Guns Up is the famous slogan and hand signal of Texas Tech University. The slogan and hand signal are used by students and alumni as a school-spirited greeting. It is also used as a celebratory sign during athletic events.

==The gesture==

The gesture is made from a closed hand by extending the index finger forward and the thumb up. It is meant to resemble the shape of a gun, like those carried by the university's mascots, The Masked Rider and Raider Red. The idea is that the Red Raiders will figuratively shoot down their opponents.

==History==
Hand signals were an important part of the traditions of the schools in the Southwest Conference. Invention of "Guns Up" is attributed to 1961 Texas Tech alumnus, L. Glenn Dippel. Living in Austin with his wife Roxie, Dippel created "Guns Up" as a way to counter the "Hook 'em Horns" handsign he saw each day from fans of the Texas Longhorns.
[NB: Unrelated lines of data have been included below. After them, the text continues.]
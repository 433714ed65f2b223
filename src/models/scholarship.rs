//! Scholarship model matching the frontend Scholarship interface.

use chrono::NaiveDate;
use serde::{Deserialize, Serialize};

use super::Record;

closed_enum! {
    /// Study level a scholarship funds.
    ScholarshipLevel {
        Undergraduate => "Undergraduate",
        Graduate => "Graduate",
        Doctoral => "Doctoral",
        Postdoctoral => "Postdoctoral",
    }
}

closed_enum! {
    /// How much of the study cost a scholarship covers.
    FundingStatus {
        FullyFunded => "Fully Funded",
        PartiallyFunded => "Partially Funded",
    }
}

/// A scholarship or fellowship open to engineering students.
#[derive(Debug, Clone, Serialize, Deserialize, PartialEq)]
#[serde(rename_all = "camelCase")]
pub struct Scholarship {
    pub id: String,
    pub name: String,
    pub provider: String,
    pub country: String,
    pub level: ScholarshipLevel,
    #[serde(default)]
    pub disciplines: Vec<String>,
    pub amount: String,
    pub deadline: NaiveDate,
    pub description: String,
    #[serde(default)]
    pub eligibility: Vec<String>,
    pub application_url: String,
    pub funded: FundingStatus,
}

impl Record for Scholarship {
    fn id(&self) -> &str {
        &self.id
    }

    fn display_title(&self) -> String {
        self.name.clone()
    }

    fn lead_text(&self) -> &str {
        &self.description
    }
}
Dippel experimented some before looking to the Raider Red mascot for inspiration. In 1971, he and some other Tech fans made decals with the phrase "Gun 'em Down". Shortly thereafter, Dippel shared the idea with the Saddle Tramps spirit organization who began using the hand signal immediately.

According to Southeastern Louisiana University Athletic Director Jay Artigues, the "Guns Up" cheer and gesture are the inspiration for the "Lion Up" cheer and gesture adopted in 2014 by the Southeastern Louisiana Lions.